Thinking of traveling to Italy this spring break? Maybe this will force you to reconsider...I mean, I'd go anyway.
Nov 6, 2007 (CIDRAP News) – Health experts who investigated Europe's first chikungunya outbreak involving transmission by local mosquitoes recently reported that cases could occur again next spring unless vigorous mosquito surveillance and eradication measures are used to control the disease in Italy and prevent its spread to other parts of Europe.
In late August, Italy's health ministry confirmed an outbreak of chikungunya in the Emilia-Romagna region of northeastern Italy. About a week later, health authorities said the outbreak represented the disease's first foothold in Europe, according to Sep 6 report in Eurosurveillance Weekly.
Soon afterward, experts from the European Centre for Disease Prevention and Control (ECDC) and the World Health Organization (WHO) traveled to Italy to assess the risk of chikungunya to the local population and the potential for its spread to other European countries. In late October the investigators posted their findings on the ECDC's Web site.
Chikungunya, spread by Aedes albopictus mosquitoes, usually causes fever, headache, fatigue, nausea, vomiting, muscle and joint pain, and a rash, according to the US Centers for Disease Control and Prevention (CDC). The disease is not life-threatening, but fatigue or joint pain can last for weeks to months. There is no vaccine or specific antiviral treatment for the illness, which is caused by an Alphavirus.
The United States has recorded some chikungunya cases among returning travelers but has not reported any transmission of the disease. Though two mosquito species that can spread the disease are found in the southeastern United States, CDC expert Dr. Ned Hayes has said the risk of indigenous transmission is probably low because lifestyle factors such as air conditioning and window screens protect people from heavy exposure to the mosquitoes.
As of Sep 21, Italian authorities had reported 292 suspected cases of chikungunya, of which 125 had been confirmed, according to the ECDC-WHO report. The outbreak started in late June when a local resident who had traveled to India fell ill with the disease. Soon afterward, the virus was believed to have spread among local A albopictus mosquitoes.

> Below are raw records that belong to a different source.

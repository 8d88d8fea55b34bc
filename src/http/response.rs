//! Response construction.
//!
//! # Responsibilities
//! - Map a processing outcome to an HTTP response
//! - Set framing headers (`content-type`, `content-length`, `connection`)
//! - Decide whether the connection survives the response
//!
//! # Design Decisions
//! - RPC failures are reported with status 200; the RPC layer owns error semantics
//! - Bodies are fully buffered, so `content-length` is always exact
//! - hyper closes the connection after writing a response marked `connection: close`

use bytes::Bytes;
use http::header::{HeaderValue, CONNECTION, CONTENT_LENGTH, CONTENT_TYPE};
use http::{Response, StatusCode, Version};
use http_body_util::Full;

use crate::bridge::ProcessingOutcome;
use crate::codec::ProtocolKind;

/// Content type of diagnostic bodies.
pub const DIAGNOSTIC_CONTENT_TYPE: &str = "text/plain; charset=utf-8";

/// Longest diagnostic body sent to clients, in bytes.
const MAX_DIAGNOSTIC_LEN: usize = 256;

/// Builds HTTP responses for processing outcomes.
#[derive(Debug, Clone, Copy)]
pub struct ResponseWriter {
    content_type: &'static str,
}

impl ResponseWriter {
    pub fn new(protocol: ProtocolKind) -> Self {
        Self {
            content_type: protocol.content_type(),
        }
    }

    /// Build the response for `outcome`.
    pub fn emit(
        &self,
        outcome: ProcessingOutcome,
        keep_alive: bool,
        version: Version,
    ) -> Response<Full<Bytes>> {
        match outcome {
            ProcessingOutcome::Success(body) => {
                build(StatusCode::OK, self.content_type, body, keep_alive, version)
            }
            ProcessingOutcome::Failure(failure) => {
                let keep_alive = keep_alive && !failure.closes_connection();
                build(
                    StatusCode::OK,
                    DIAGNOSTIC_CONTENT_TYPE,
                    diagnostic(&failure.to_string()),
                    keep_alive,
                    version,
                )
            }
        }
    }

    /// Response for a body over the configured limit. Always closes.
    pub fn payload_too_large(&self, limit: usize, version: Version) -> Response<Full<Bytes>> {
        build(
            StatusCode::PAYLOAD_TOO_LARGE,
            DIAGNOSTIC_CONTENT_TYPE,
            diagnostic(&format!("request body exceeds {limit} bytes")),
            false,
            version,
        )
    }
}

fn build(
    status: StatusCode,
    content_type: &'static str,
    body: Bytes,
    keep_alive: bool,
    version: Version,
) -> Response<Full<Bytes>> {
    let len = body.len();
    let mut response = Response::new(Full::new(body));
    *response.status_mut() = status;
    if version == Version::HTTP_10 {
        *response.version_mut() = version;
    }

    let headers = response.headers_mut();
    headers.insert(CONTENT_TYPE, HeaderValue::from_static(content_type));
    headers.insert(CONTENT_LENGTH, HeaderValue::from(len));
    if !keep_alive {
        headers.insert(CONNECTION, HeaderValue::from_static("close"));
    } else if version == Version::HTTP_10 {
        headers.insert(CONNECTION, HeaderValue::from_static("keep-alive"));
    }
    response
}

fn diagnostic(message: &str) -> Bytes {
    let mut end = message.len().min(MAX_DIAGNOSTIC_LEN);
    while !message.is_char_boundary(end) {
        end -= 1;
    }
    if end == 0 {
        return Bytes::from_static(b"thrift processing failed");
    }
    Bytes::copy_from_slice(message[..end].as_bytes())
}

The outbreak was largely contained to two neighboring villages where the man and his cousin lived, but authorities reported that transmission through infected mosquitoes has occurred in at least three other towns.
Four factors helped the virus become established in Emilia-Romagna region, the investigators found:
* A albopictus populations were dense in the region, but surveillance had not yet noted their presence because it was so recent.
* Local vegetation was thick and many backyards had plant pots and watering containers that harbored mosquitoes.
* The virus was introduced by a visitor returning from an area where chikungunya is endemic.
* Human population density was sufficient for disease transmission.
Investigators said mosquito activity was expected to continue through October but could extend into November, depending on weather conditions.
Infected mosquitoes could reappear in the spring of 2008 when mosquito eggs hatch, the authors reported. Further, if the region has a mild winter, local mosquito activity could persist, causing sporadic cases that could maintain mosquito-to-human transmission cycles until spring, they added.
Careful surveillance and rapid mosquito-control measures will be the keys to preventing or limiting a recurrence of the disease in 2008, the report says. It notes data gaps on A albopictus populations in some areas of Europe where the vector could reside. A albopictus is found in several other European countries, including Albania, France, Belgium, Montenegro, Switzerland, Greece, Spain, Croatia, the Netherlands, Slovenia, Bosnia, Herzegovina, and possibly more, according to the Eurosurveillance Weekly report.
"The current epidemic is a unique opportunity for better understanding of risk factors and virus and vector dynamics, in order to allow for a correct preparedness on the European level to prevent or limit future outbreaks," the report states.
The investigators wrote that a better understanding of the climate, humidity, and light needed to support A albopictus populations is needed to help predict the geographic spread of chikungunya.